**Exercise details**
Check every line of the entries for "Number", and copy the lines that hold it.

**Data for this task**
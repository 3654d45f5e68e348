//! The chained error record

use crate::ErrorCode;
use std::fmt;

/// An error raised at one layer, carrying the messages of every failure it
/// was wrapped around.
///
/// A record holds:
/// - `code`: the layer-specific variant
/// - `details`: free-text context, possibly empty
/// - `history`: messages of the wrapped ancestors, oldest first
///
/// Records are never mutated after construction. Moving up a layer goes
/// through [`ErrorRecord::wrap`], which consumes the child and reuses its
/// history buffer.
///
/// # Example
///
/// ```rust
/// use errchain_core::{error_code, ErrorRecord};
///
/// error_code! { pub enum Low { FileNotFound } }
/// error_code! { pub enum Mid { ConfigLoadFailed } }
///
/// let leaf = ErrorRecord::new(Low::FileNotFound, "filename=config.json");
/// let err = ErrorRecord::wrap(Mid::ConfigLoadFailed, "config details", leaf);
///
/// assert_eq!(
///     err.render(),
///     "ConfigLoadFailed(config details) [FileNotFound(filename=config.json)]"
/// );
/// ```
#[derive(Clone, PartialEq, Eq)]
pub struct ErrorRecord<E> {
    code: E,
    details: String,
    history: Vec<String>,
}

impl<E: ErrorCode> ErrorRecord<E> {
    /// Create a leaf error with the given code and details
    pub fn new(code: E, details: impl Into<String>) -> Self {
        Self {
            code,
            details: details.into(),
            history: Vec::new(),
        }
    }

    /// Create a leaf error with no details
    pub fn from_code(code: E) -> Self {
        Self::new(code, String::new())
    }

    /// Promote a lower-layer error into this layer.
    ///
    /// The child's own message is appended to its history and the grown
    /// buffer becomes the history of the new record. Each wrap adds exactly
    /// one entry.
    ///
    /// The child is moved in and cannot be used afterwards:
    ///
    /// ```rust,compile_fail
    /// use errchain_core::{error_code, ErrorRecord};
    ///
    /// error_code! { pub enum Low { FileNotFound } }
    /// error_code! { pub enum Mid { ConfigLoadFailed } }
    ///
    /// let leaf = ErrorRecord::from_code(Low::FileNotFound);
    /// let parent = ErrorRecord::wrap(Mid::ConfigLoadFailed, "", leaf);
    /// println!("{} {}", parent, leaf.message());
    /// ```
    pub fn wrap<C: ErrorCode>(code: E, details: impl Into<String>, child: ErrorRecord<C>) -> Self {
        let message = child.message();
        let mut history = child.history;
        history.push(message);

        Self {
            code,
            details: details.into(),
            history,
        }
    }

    // =========================================================================
    // Getters
    // =========================================================================

    /// Get the error code
    pub fn code(&self) -> E {
        self.code
    }

    /// Get the details, empty when none were given
    pub fn details(&self) -> &str {
        &self.details
    }

    /// Ancestor messages in the order they were wrapped (root cause first)
    pub fn history(&self) -> &[String] {
        &self.history
    }

    /// Ancestor messages nearest first, as they are rendered
    pub fn history_recent_first(&self) -> impl DoubleEndedIterator<Item = &str> + ExactSizeIterator {
        self.history.iter().rev().map(String::as_str)
    }

    /// Number of wraps this record went through
    pub fn depth(&self) -> usize {
        self.history.len()
    }

    /// The message of the original failure, if this record wraps anything
    pub fn root_cause(&self) -> Option<&str> {
        self.history.first().map(String::as_str)
    }

    /// Whether this record was created directly rather than by wrapping
    pub fn is_leaf(&self) -> bool {
        self.history.is_empty()
    }

    /// Take the record apart
    pub fn into_parts(self) -> (E, String, Vec<String>) {
        (self.code, self.details, self.history)
    }

    // =========================================================================
    // Formatting
    // =========================================================================

    /// `Code` or `Code(details)`.
    ///
    /// This is also the fragment a parent records when wrapping this error.
    pub fn message(&self) -> String {
        Message(self).to_string()
    }

    /// Full chain: own message, a space, then the history nearest first.
    ///
    /// Same output as `Display`.
    pub fn render(&self) -> String {
        self.to_string()
    }

    /// Method form of [`ErrorRecord::wrap`]
    pub fn wrap_into<P: ErrorCode>(self, code: P, details: impl Into<String>) -> ErrorRecord<P> {
        ErrorRecord::wrap(code, details, self)
    }
}

impl<E: ErrorCode> From<E> for ErrorRecord<E> {
    fn from(code: E) -> Self {
        Self::from_code(code)
    }
}

/// Writes `Code` or `Code(details)` without allocating
struct Message<'a, E>(&'a ErrorRecord<E>);

impl<E: ErrorCode> fmt::Display for Message<'_, E> {
    fn fmt(&self, f: &mut fmt::Formatter<'_>) -> fmt::Result {
        f.write_str(self.0.code.as_str())?;
        if !self.0.details.is_empty() {
            write!(f, "({})", self.0.details)?;
        }
        Ok(())
    }
}

// =============================================================================
// Display - the rendered chain, consumed verbatim by reporting sinks
// =============================================================================

impl<E: ErrorCode> fmt::Display for ErrorRecord<E> {
    fn fmt(&self, f: &mut fmt::Formatter<'_>) -> fmt::Result {
        write!(f, "{} [", Message(self))?;
        for (i, entry) in self.history_recent_first().enumerate() {
            if i > 0 {
                write!(f, ", ")?;
            }
            f.write_str(entry)?;
        }
        write!(f, "]")
    }
}

// =============================================================================
// Debug - verbose, multi-line format for debugging
// =============================================================================

impl<E: ErrorCode> fmt::Debug for ErrorRecord<E> {
    fn fmt(&self, f: &mut fmt::Formatter<'_>) -> fmt::Result {
        writeln!(f, "{}", self.code.as_str())?;

        if !self.details.is_empty() {
            writeln!(f)?;
            writeln!(f, "    Details: {}", self.details)?;
        }

        if !self.history.is_empty() {
            writeln!(f)?;
            writeln!(f, "    Caused by:")?;
            for (i, entry) in self.history_recent_first().enumerate() {
                writeln!(f, "        {}: {}", i, entry)?;
            }
        }

        Ok(())
    }
}

impl<E: ErrorCode> std::error::Error for ErrorRecord<E> {}

// =============================================================================
// Serialize - structured form, history in display order
// =============================================================================

#[cfg(feature = "serde")]
impl<E: ErrorCode> serde::Serialize for ErrorRecord<E> {
    fn serialize<S: serde::Serializer>(&self, serializer: S) -> Result<S::Ok, S::Error> {
        use serde::ser::SerializeStruct;

        let history: Vec<&str> = self.history_recent_first().collect();
        let mut state = serializer.serialize_struct("ErrorRecord", 4)?;
        state.serialize_field("code", self.code.as_str())?;
        state.serialize_field("details", &self.details)?;
        state.serialize_field("history", &history)?;
        state.serialize_field("rendered", &self.render())?;
        state.end()
    }
}

#[cfg(test)]
mod tests {
    use super::*;
    use crate::error_code;

    error_code! {
        enum Low {
            FileNotFound,
            PermissionDenied,
        }
    }

    error_code! {
        enum Mid {
            ConfigLoadFailed,
        }
    }

    error_code! {
        enum High {
            OperationFailed,
        }
    }

    fn config_chain() -> ErrorRecord<High> {
        let leaf = ErrorRecord::new(Low::FileNotFound, "filename=config.json");
        let mid = ErrorRecord::wrap(Mid::ConfigLoadFailed, "config details", leaf);
        ErrorRecord::wrap(High::OperationFailed, "my details", mid)
    }

    #[test]
    fn test_leaf_message() {
        let err = ErrorRecord::new(Low::FileNotFound, "filename=x");
        assert_eq!(err.message(), "FileNotFound(filename=x)");
        assert!(err.is_leaf());
        assert_eq!(err.depth(), 0);
    }

    #[test]
    fn test_message_without_details() {
        let err = ErrorRecord::from_code(Low::FileNotFound);
        assert_eq!(err.message(), "FileNotFound");
        assert_eq!(err.details(), "");

        let err: ErrorRecord<Low> = Low::PermissionDenied.into();
        assert_eq!(err.message(), "PermissionDenied");
    }

    #[test]
    fn test_leaf_render_has_empty_history() {
        let err = ErrorRecord::new(Low::PermissionDenied, "filename=/etc/shadow");
        assert_eq!(err.render(), "PermissionDenied(filename=/etc/shadow) []");
    }

    #[test]
    fn test_single_wrap() {
        let leaf = ErrorRecord::new(Low::FileNotFound, "filename=config.json");
        let err = ErrorRecord::wrap(Mid::ConfigLoadFailed, "config details", leaf);

        assert_eq!(err.code(), Mid::ConfigLoadFailed);
        assert_eq!(err.history(), ["FileNotFound(filename=config.json)"]);
        assert_eq!(
            err.render(),
            "ConfigLoadFailed(config details) [FileNotFound(filename=config.json)]"
        );
    }

    #[test]
    fn test_double_wrap_orders_nearest_first() {
        let err = config_chain();

        let rendered: Vec<&str> = err.history_recent_first().collect();
        assert_eq!(
            rendered,
            [
                "ConfigLoadFailed(config details)",
                "FileNotFound(filename=config.json)",
            ]
        );
        assert_eq!(
            err.render(),
            "OperationFailed(my details) [ConfigLoadFailed(config details), FileNotFound(filename=config.json)]"
        );
        // stored order is untouched by rendering
        assert_eq!(err.history()[0], "FileNotFound(filename=config.json)");
        assert_eq!(err.root_cause(), Some("FileNotFound(filename=config.json)"));
    }

    #[test]
    fn test_wrap_appends_exactly_one_entry() {
        let mut err = ErrorRecord::new(Mid::ConfigLoadFailed, "0");
        for n in 1..=8 {
            let before = err.history().to_vec();
            let message = err.message();
            err = ErrorRecord::wrap(Mid::ConfigLoadFailed, n.to_string(), err);

            assert_eq!(err.depth(), n);
            assert_eq!(&err.history()[..n - 1], before.as_slice());
            assert_eq!(err.history()[n - 1], message);
        }
        assert_eq!(err.root_cause(), Some("ConfigLoadFailed(0)"));
    }

    #[test]
    fn test_wrap_leaf_without_details() {
        let err = ErrorRecord::wrap(Mid::ConfigLoadFailed, "", ErrorRecord::from_code(Low::FileNotFound));
        assert_eq!(err.render(), "ConfigLoadFailed [FileNotFound]");
    }

    #[test]
    fn test_wrap_into_matches_wrap() {
        let a = ErrorRecord::new(Low::FileNotFound, "f").wrap_into(Mid::ConfigLoadFailed, "d");
        let b = ErrorRecord::wrap(Mid::ConfigLoadFailed, "d", ErrorRecord::new(Low::FileNotFound, "f"));
        assert_eq!(a, b);
    }

    #[test]
    fn test_render_is_idempotent() {
        let err = config_chain();
        let first = err.render();
        let second = err.render();
        assert_eq!(first, second);
        assert_eq!(first, err.to_string());
        assert_eq!(err.depth(), 2);
    }

    #[test]
    fn test_into_parts() {
        let (code, details, history) = config_chain().into_parts();
        assert_eq!(code, High::OperationFailed);
        assert_eq!(details, "my details");
        assert_eq!(history.len(), 2);
    }

    #[test]
    fn test_debug_lists_causes() {
        let debug = format!("{:?}", config_chain());
        assert!(debug.starts_with("OperationFailed\n"));
        assert!(debug.contains("Details: my details"));
        assert!(debug.contains("0: ConfigLoadFailed(config details)"));
        assert!(debug.contains("1: FileNotFound(filename=config.json)"));
    }

    #[test]
    fn test_record_is_send_sync() {
        fn assert_send_sync<T: Send + Sync>() {}
        assert_send_sync::<ErrorRecord<Low>>();
        assert_send_sync::<ErrorRecord<High>>();

        let err = config_chain();
        let rendered = std::thread::spawn(move || err.render()).join().unwrap();
        assert_eq!(
            rendered,
            "OperationFailed(my details) [ConfigLoadFailed(config details), FileNotFound(filename=config.json)]"
        );
    }

    #[test]
    fn test_boxed_as_std_error() {
        let err: Box<dyn std::error::Error> = Box::new(config_chain());
        assert!(err.to_string().starts_with("OperationFailed(my details) ["));
        assert!(err.source().is_none());
    }

    #[cfg(feature = "serde")]
    #[test]
    fn test_serialize() {
        let value = serde_json::to_value(config_chain()).unwrap();
        assert_eq!(value["code"], "OperationFailed");
        assert_eq!(value["details"], "my details");
        assert_eq!(
            value["history"],
            serde_json::json!([
                "ConfigLoadFailed(config details)",
                "FileNotFound(filename=config.json)"
            ])
        );
        assert_eq!(value["rendered"], config_chain().render());
    }
}
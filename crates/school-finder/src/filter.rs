//! Type and name filtering over a result set.
//!
//! Filtering is pure and holds no state, so it can be re-run on every keystroke.

use std::{fmt, str::FromStr};

use school_finder_sources::{SchoolRecord, SchoolType};

#[derive(Debug, Clone, Copy, PartialEq, Eq, Default)]
pub enum TypeFilter {
    #[default]
    All,
    Public,
    Private,
    Unknown,
}

impl TypeFilter {
    pub fn matches(self, school_type: SchoolType) -> bool {
        match self {
            Self::All => true,
            Self::Public => school_type == SchoolType::Public,
            Self::Private => school_type == SchoolType::Private,
            Self::Unknown => school_type == SchoolType::Unknown,
        }
    }
}

impl From<SchoolType> for TypeFilter {
    fn from(school_type: SchoolType) -> Self {
        match school_type {
            SchoolType::Public => Self::Public,
            SchoolType::Private => Self::Private,
            SchoolType::Unknown => Self::Unknown,
        }
    }
}

#[derive(Debug, Clone, PartialEq, Eq)]
pub struct ParseTypeFilterError(pub String);

impl fmt::Display for ParseTypeFilterError {
    fn fmt(&self, f: &mut fmt::Formatter<'_>) -> fmt::Result {
        write!(f, "unknown type filter '{}'", self.0)
    }
}

impl std::error::Error for ParseTypeFilterError {}

impl FromStr for TypeFilter {
    type Err = ParseTypeFilterError;

    /// Accepts the select values of the type dropdown, case-insensitively.
    fn from_str(s: &str) -> Result<Self, Self::Err> {
        if s.trim().eq_ignore_ascii_case("all") {
            return Ok(Self::All);
        }
        s.parse::<SchoolType>()
            .map(Self::from)
            .map_err(|_| ParseTypeFilterError(s.to_owned()))
    }
}

/// What the user currently wants to see.
#[derive(Debug, Clone, PartialEq, Eq, Default)]
pub struct FilterCriteria {
    pub type_filter: TypeFilter,
    pub name_query: String,
}

impl FilterCriteria {
    pub fn new(type_filter: TypeFilter, name_query: impl Into<String>) -> Self {
        Self {
            type_filter,
            name_query: name_query.into(),
        }
    }

    pub fn with_type(mut self, type_filter: TypeFilter) -> Self {
        self.type_filter = type_filter;
        self
    }

    pub fn with_name(mut self, name_query: impl Into<String>) -> Self {
        self.name_query = name_query.into();
        self
    }

    pub fn matches(&self, record: &SchoolRecord) -> bool {
        self.type_filter.matches(record.school_type)
            && (self.name_query.is_empty()
                || record
                    .name
                    .to_lowercase()
                    .contains(&self.name_query.to_lowercase()))
    }
}

/// The visible subset of `records`, in input order.
pub fn apply(records: &[SchoolRecord], criteria: &FilterCriteria) -> Vec<SchoolRecord> {
    records
        .iter()
        .filter(|record| criteria.matches(record))
        .cloned()
        .collect()
}

/// Number of records `apply` would return.
pub fn count(records: &[SchoolRecord], criteria: &FilterCriteria) -> usize {
    records.iter().filter(|record| criteria.matches(record)).count()
}

/// Per-type tallies for legend badges.
#[derive(Debug, Clone, Copy, PartialEq, Eq, Default)]
pub struct TypeSummary {
    pub public: usize,
    pub private: usize,
    pub unknown: usize,
}

impl TypeSummary {
    pub fn of(records: &[SchoolRecord]) -> Self {
        records.iter().fold(Self::default(), |mut summary, record| {
            match record.school_type {
                SchoolType::Public => summary.public += 1,
                SchoolType::Private => summary.private += 1,
                SchoolType::Unknown => summary.unknown += 1,
            }
            summary
        })
    }

    pub fn total(&self) -> usize {
        self.public + self.private + self.unknown
    }
}
//! Overpass QL construction.
//!
//! The query unions two strategies over the search box: category tags (`amenity=school`,
//! `building=school`, any `education` or `school` tag) and a case-insensitive name regex built
//! from [`crate::keywords::PRIMARY_SCHOOL_KEYWORDS`]. Each is applied to nodes, ways and
//! relations, and the output mode returns one center point plus tags per element.

use itertools::Itertools;
use school_finder_sources::BoundingBox;

use crate::keywords::primary_school_keywords;

pub const DEFAULT_OVERPASS_TIMEOUT_SECS: u32 = 60;

const ELEMENT_KINDS: [&str; 3] = ["node", "way", "relation"];

/// Tag filters that mark an element as a school regardless of its name.
pub const CATEGORY_FILTERS: [&str; 4] = [
    r#"["amenity"="school"]"#,
    r#"["building"="school"]"#,
    r#"["education"]"#,
    r#"["school"]"#,
];

#[derive(Debug, Clone, Copy, PartialEq, Eq)]
pub struct QueryBuilder {
    timeout_secs: u32,
}

impl Default for QueryBuilder {
    fn default() -> Self {
        Self::new(DEFAULT_OVERPASS_TIMEOUT_SECS)
    }
}

impl QueryBuilder {
    pub fn new(timeout_secs: u32) -> Self {
        Self { timeout_secs }
    }

    pub fn timeout_secs(&self) -> u32 {
        self.timeout_secs
    }

    /// Build the query for `bbox`. Pure: equal boxes give byte-identical text.
    pub fn build(&self, bbox: &BoundingBox) -> String {
        let bbox_filter = bbox.to_overpass();
        let area = bbox_filter.as_str();
        let name_filter = format!(r#"["name"~"{}",i]"#, name_pattern());

        let statements = CATEGORY_FILTERS
            .iter()
            .copied()
            .chain(std::iter::once(name_filter.as_str()))
            .flat_map(|filter| {
                ELEMENT_KINDS
                    .iter()
                    .map(move |kind| format!("  {kind}{filter}({area});"))
            })
            .join("\n");

        format!(
            "[out:json][timeout:{}];\n(\n{statements}\n);\nout center tags qt;\n",
            self.timeout_secs
        )
    }
}

/// Alternation of every primary-school keyword, in table order.
pub fn name_pattern() -> String {
    primary_school_keywords().join("|")
}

**Answer to this problem**
    /// Number of wraps this record went through
/// Number of records `apply` would return.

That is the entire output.